━━ SUPPLIED INFORMATION
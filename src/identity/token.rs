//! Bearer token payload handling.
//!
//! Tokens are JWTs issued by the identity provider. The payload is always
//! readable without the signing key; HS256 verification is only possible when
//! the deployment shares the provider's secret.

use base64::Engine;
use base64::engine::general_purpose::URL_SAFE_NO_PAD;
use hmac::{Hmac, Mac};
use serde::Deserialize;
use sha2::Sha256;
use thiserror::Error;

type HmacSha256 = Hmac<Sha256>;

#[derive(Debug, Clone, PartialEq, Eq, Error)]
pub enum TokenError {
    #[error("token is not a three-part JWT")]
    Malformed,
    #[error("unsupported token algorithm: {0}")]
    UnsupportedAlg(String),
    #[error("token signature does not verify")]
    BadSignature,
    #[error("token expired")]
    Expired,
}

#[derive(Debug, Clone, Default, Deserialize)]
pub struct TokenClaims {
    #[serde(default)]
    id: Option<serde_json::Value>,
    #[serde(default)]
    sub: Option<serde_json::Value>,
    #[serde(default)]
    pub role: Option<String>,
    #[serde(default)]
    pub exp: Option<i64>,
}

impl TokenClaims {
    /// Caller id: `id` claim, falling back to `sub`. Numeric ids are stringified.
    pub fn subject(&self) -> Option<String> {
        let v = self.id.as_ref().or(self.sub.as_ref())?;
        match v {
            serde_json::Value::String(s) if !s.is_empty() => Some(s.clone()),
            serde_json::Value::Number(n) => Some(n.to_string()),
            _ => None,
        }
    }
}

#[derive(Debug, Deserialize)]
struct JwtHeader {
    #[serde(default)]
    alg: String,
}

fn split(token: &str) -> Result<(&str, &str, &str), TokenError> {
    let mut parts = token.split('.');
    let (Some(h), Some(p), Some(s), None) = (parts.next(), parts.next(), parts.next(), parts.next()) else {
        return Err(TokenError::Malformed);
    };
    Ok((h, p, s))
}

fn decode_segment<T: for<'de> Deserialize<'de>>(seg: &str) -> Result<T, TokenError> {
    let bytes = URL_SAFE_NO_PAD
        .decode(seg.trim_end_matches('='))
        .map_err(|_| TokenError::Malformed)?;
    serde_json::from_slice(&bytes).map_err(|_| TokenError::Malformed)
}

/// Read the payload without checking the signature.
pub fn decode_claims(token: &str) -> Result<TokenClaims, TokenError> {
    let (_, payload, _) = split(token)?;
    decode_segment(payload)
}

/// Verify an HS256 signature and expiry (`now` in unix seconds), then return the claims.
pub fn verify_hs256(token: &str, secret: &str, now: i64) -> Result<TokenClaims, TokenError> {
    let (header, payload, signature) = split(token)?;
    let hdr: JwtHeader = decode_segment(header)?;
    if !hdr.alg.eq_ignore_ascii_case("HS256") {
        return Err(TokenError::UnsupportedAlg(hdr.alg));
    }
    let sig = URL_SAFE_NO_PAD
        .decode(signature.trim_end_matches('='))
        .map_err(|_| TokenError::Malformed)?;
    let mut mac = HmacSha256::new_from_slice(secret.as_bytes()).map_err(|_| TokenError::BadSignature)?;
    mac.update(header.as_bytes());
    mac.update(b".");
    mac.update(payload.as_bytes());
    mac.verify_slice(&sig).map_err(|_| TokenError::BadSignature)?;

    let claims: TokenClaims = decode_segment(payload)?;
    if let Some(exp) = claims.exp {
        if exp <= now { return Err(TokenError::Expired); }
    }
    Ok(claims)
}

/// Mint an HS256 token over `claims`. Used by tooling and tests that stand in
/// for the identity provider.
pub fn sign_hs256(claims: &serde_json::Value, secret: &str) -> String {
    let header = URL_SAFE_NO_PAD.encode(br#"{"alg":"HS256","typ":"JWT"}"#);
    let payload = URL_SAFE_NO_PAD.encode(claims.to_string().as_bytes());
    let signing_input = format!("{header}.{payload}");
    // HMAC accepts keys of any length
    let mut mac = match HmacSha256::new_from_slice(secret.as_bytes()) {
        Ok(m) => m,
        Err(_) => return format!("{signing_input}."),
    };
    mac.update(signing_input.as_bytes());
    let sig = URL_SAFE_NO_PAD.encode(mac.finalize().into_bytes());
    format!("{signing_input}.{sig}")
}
━━━━
━━ SUPPLIED INFORMATION
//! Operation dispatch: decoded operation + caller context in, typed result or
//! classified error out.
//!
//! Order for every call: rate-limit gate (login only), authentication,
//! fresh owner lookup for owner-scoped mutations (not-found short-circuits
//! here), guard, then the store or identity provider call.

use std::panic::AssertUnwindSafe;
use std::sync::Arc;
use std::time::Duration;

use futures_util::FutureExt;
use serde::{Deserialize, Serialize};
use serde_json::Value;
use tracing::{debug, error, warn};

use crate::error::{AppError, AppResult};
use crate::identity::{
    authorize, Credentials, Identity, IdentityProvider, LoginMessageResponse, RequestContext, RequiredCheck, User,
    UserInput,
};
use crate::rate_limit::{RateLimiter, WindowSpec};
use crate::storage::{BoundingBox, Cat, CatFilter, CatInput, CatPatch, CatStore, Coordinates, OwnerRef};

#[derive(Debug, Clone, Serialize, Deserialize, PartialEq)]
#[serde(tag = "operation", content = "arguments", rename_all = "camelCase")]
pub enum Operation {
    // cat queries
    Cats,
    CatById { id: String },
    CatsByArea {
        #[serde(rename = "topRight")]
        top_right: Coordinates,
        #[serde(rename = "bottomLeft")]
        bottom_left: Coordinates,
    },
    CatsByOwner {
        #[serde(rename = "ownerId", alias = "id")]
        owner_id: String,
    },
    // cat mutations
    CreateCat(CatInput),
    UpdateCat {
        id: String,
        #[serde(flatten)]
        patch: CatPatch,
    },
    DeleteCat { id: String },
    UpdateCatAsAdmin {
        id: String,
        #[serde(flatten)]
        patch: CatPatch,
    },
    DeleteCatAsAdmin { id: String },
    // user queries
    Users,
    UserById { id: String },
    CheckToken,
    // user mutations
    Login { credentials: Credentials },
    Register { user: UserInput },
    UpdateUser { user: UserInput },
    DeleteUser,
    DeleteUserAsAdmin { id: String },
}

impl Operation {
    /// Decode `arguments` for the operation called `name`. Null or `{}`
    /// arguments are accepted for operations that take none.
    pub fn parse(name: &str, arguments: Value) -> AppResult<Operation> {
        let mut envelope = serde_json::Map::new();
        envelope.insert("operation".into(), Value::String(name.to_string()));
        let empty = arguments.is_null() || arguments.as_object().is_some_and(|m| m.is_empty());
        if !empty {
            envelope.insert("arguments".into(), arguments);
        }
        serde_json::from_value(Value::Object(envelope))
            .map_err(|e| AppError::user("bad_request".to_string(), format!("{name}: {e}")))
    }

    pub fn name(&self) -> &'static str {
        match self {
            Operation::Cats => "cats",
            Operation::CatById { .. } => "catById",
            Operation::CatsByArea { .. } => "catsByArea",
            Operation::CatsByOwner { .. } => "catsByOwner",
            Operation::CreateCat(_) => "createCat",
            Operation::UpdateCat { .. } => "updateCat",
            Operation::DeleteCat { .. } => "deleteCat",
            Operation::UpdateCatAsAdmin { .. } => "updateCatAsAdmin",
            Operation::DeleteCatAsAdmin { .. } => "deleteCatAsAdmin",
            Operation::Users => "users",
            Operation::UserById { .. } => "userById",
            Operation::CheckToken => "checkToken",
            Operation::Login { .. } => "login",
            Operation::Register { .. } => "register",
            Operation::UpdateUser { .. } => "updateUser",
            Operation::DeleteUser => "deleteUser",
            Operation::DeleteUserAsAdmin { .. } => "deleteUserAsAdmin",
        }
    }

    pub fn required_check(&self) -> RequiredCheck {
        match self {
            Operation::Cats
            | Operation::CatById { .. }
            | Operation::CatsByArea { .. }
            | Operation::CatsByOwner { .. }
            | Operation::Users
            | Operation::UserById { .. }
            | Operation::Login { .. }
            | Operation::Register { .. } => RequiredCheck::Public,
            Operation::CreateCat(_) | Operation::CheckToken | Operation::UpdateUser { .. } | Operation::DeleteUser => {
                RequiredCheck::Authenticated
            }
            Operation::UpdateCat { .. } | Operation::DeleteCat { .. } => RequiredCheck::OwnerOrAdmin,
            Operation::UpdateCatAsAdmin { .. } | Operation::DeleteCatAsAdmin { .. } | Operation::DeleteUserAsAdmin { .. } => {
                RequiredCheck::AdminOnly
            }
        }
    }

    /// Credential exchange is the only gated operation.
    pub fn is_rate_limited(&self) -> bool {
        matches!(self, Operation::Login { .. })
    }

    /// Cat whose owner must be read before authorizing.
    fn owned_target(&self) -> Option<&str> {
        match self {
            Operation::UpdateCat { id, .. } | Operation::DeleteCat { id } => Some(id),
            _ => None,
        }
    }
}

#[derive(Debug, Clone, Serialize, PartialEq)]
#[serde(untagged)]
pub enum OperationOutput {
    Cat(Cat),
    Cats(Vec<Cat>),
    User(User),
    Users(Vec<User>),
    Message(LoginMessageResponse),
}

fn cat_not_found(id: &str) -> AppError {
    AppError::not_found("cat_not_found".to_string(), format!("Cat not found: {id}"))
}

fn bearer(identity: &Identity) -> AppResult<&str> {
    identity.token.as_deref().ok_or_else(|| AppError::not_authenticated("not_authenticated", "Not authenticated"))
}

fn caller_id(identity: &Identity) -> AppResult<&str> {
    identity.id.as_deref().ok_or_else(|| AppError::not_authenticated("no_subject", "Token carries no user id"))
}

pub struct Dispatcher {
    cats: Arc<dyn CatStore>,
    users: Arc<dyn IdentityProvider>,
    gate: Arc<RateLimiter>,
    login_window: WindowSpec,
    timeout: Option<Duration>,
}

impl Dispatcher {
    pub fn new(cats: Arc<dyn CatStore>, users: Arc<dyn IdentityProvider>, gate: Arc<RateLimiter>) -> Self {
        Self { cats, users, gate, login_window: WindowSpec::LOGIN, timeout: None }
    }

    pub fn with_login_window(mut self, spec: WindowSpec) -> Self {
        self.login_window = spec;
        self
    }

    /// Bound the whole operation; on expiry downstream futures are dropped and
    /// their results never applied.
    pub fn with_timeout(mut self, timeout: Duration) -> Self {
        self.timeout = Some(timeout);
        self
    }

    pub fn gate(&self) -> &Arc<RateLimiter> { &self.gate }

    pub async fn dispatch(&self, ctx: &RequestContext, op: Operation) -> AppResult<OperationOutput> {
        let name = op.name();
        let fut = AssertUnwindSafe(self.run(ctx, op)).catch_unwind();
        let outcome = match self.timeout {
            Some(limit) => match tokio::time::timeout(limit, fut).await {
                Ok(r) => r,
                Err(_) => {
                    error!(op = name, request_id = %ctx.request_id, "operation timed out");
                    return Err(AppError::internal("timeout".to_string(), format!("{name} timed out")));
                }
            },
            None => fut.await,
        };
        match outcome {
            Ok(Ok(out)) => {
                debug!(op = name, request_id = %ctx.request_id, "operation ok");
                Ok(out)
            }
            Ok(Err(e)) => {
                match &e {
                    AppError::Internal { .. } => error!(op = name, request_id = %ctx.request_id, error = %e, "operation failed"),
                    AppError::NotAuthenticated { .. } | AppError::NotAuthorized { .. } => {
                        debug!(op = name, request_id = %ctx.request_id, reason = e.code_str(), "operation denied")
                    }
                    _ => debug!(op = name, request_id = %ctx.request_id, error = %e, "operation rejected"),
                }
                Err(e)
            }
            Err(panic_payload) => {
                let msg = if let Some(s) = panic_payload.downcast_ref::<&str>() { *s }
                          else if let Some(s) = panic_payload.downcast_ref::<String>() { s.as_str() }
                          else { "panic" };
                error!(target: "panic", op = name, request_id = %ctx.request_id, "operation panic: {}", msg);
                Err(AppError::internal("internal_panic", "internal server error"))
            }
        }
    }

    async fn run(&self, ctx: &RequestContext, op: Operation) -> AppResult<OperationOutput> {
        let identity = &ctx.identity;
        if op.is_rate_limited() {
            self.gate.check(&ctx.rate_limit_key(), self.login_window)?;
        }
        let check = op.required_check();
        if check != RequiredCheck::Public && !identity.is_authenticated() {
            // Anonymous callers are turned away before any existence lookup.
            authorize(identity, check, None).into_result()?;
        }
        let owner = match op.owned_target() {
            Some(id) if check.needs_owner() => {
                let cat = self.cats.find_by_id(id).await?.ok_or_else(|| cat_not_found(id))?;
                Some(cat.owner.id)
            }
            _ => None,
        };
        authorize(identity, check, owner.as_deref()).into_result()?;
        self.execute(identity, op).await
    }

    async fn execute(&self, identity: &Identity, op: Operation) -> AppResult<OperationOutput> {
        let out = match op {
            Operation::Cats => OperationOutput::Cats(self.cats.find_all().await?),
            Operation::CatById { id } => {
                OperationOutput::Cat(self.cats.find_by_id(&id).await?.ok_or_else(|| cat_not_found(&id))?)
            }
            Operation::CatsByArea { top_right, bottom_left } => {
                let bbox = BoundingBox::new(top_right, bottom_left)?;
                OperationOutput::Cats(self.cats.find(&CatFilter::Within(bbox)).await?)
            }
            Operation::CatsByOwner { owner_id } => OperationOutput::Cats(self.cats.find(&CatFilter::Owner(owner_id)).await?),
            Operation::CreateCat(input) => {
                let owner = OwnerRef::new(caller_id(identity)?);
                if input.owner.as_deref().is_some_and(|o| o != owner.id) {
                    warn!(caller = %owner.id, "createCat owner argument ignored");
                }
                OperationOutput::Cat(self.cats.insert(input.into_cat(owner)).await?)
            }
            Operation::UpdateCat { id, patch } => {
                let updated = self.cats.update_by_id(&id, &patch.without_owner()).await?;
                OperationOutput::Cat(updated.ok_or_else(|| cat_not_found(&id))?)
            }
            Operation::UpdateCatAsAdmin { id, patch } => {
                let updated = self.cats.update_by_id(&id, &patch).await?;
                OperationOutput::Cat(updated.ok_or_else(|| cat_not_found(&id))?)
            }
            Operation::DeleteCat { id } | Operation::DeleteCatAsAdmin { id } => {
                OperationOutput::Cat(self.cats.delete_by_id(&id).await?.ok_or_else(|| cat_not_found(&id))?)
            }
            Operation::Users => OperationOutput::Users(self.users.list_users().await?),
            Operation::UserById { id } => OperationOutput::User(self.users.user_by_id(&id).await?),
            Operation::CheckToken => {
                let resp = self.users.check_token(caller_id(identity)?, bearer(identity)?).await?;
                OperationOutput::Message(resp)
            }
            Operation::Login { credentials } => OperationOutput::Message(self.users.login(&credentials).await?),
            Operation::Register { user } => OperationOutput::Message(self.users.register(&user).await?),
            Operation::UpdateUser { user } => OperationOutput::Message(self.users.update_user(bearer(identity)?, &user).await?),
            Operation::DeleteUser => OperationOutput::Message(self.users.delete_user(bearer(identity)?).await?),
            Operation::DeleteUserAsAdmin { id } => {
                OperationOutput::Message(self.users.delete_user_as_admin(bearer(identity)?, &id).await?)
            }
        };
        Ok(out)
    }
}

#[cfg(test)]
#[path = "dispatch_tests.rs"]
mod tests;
━━━━
━━ SUPPLIED INFORMATION
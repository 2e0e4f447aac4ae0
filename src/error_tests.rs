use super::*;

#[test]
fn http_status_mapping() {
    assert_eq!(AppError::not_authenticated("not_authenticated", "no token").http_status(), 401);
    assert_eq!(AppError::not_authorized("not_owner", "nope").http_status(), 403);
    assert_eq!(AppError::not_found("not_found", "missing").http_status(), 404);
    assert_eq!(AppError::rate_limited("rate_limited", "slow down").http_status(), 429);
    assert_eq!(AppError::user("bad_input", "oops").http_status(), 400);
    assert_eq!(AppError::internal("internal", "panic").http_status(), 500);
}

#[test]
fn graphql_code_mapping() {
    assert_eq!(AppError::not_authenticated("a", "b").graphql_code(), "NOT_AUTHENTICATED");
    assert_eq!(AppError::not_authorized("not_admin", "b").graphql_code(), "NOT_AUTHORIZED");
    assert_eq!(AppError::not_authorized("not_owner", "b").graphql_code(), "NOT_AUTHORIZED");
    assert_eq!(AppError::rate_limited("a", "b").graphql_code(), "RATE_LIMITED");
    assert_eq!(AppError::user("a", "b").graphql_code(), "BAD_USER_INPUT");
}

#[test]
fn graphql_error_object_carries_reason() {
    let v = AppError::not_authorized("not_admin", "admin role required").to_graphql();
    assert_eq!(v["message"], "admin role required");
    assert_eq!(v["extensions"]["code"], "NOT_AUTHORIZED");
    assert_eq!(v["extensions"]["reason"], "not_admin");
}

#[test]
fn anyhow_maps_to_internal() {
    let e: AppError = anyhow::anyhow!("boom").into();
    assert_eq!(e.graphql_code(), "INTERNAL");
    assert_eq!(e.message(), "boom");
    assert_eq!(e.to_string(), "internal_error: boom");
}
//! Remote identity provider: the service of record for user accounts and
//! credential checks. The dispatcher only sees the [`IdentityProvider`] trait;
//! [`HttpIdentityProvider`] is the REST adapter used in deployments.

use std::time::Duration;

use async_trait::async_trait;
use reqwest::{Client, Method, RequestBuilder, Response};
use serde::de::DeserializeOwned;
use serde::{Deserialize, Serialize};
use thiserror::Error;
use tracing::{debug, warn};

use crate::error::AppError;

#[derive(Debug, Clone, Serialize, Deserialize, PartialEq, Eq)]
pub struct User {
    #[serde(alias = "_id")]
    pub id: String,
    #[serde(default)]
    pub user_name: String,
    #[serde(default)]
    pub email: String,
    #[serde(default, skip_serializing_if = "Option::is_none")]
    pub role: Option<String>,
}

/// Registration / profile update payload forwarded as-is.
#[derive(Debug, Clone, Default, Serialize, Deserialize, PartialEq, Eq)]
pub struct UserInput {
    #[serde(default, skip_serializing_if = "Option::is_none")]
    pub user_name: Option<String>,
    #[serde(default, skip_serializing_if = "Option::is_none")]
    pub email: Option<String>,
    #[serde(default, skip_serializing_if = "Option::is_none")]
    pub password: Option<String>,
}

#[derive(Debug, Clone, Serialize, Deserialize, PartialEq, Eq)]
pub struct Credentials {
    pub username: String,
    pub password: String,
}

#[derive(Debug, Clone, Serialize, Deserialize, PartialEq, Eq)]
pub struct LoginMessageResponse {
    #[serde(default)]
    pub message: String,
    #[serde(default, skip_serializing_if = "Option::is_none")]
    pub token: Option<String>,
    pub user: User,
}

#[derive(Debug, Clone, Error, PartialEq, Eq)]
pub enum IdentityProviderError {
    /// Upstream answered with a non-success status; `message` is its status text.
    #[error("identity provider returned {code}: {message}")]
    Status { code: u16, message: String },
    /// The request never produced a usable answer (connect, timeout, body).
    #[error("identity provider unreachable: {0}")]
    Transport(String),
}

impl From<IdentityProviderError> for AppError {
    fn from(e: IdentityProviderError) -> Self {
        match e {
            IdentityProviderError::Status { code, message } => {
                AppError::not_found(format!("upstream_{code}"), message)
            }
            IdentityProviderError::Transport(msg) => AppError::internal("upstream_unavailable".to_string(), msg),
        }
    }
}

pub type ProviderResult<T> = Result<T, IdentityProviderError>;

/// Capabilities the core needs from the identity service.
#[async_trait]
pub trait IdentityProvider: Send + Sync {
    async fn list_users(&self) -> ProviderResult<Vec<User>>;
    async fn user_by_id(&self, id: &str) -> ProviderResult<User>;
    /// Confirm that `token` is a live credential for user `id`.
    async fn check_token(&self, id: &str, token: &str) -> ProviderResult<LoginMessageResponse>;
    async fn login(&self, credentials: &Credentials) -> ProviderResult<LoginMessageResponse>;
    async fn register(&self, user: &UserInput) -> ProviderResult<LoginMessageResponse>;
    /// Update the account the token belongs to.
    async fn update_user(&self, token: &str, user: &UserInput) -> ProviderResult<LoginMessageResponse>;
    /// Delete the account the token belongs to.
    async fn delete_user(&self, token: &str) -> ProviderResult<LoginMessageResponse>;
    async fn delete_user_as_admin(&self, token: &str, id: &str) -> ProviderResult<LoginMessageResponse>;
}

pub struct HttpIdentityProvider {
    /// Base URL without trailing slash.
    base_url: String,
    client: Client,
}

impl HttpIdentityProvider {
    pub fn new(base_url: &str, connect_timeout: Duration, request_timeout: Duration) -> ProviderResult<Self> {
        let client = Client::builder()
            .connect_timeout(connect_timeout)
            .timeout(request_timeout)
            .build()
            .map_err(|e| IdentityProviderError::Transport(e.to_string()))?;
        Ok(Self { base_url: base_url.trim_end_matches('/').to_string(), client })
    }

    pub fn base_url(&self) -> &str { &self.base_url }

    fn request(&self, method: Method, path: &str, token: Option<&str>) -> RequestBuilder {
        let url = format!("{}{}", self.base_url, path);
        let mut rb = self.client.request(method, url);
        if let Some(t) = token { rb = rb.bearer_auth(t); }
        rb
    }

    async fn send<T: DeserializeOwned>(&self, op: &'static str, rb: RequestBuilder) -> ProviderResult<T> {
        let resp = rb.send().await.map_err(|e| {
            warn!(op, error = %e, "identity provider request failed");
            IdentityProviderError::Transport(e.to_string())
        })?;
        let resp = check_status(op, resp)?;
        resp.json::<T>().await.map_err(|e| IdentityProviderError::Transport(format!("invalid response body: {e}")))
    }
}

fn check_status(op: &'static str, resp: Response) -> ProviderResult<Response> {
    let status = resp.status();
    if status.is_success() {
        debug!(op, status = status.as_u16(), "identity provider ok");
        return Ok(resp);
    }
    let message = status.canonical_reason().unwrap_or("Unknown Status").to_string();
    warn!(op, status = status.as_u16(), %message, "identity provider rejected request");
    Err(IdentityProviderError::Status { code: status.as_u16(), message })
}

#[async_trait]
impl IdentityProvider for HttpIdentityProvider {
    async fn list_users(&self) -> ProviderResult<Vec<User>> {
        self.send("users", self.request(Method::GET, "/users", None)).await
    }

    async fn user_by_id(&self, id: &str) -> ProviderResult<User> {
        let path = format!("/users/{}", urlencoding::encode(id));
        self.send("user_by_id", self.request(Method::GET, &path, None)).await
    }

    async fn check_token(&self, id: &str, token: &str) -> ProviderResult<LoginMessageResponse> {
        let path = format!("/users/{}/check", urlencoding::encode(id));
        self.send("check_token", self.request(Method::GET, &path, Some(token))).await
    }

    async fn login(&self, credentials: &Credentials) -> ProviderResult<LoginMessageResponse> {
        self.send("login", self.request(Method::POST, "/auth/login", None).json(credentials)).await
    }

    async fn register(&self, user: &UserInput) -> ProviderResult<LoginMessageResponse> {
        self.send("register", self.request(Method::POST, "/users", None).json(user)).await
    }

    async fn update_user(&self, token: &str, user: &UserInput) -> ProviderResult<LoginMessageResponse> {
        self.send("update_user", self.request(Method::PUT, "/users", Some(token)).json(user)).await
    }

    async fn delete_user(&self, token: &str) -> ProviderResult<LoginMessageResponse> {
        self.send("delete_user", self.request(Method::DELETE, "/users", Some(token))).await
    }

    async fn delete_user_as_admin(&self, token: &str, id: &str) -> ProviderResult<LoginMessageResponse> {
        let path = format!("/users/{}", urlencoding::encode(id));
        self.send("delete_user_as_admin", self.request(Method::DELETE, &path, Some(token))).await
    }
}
━━━━
- [WHAT THIS TASK INVOLVES] Starting from the records above, copy each line where the string "parts" is found.

- [WRITTEN REPLY]
    let mut parts = token.split('.');
    let (Some(h), Some(p), Some(s), None) = (parts.next(), parts.next(), parts.next(), parts.next()) else {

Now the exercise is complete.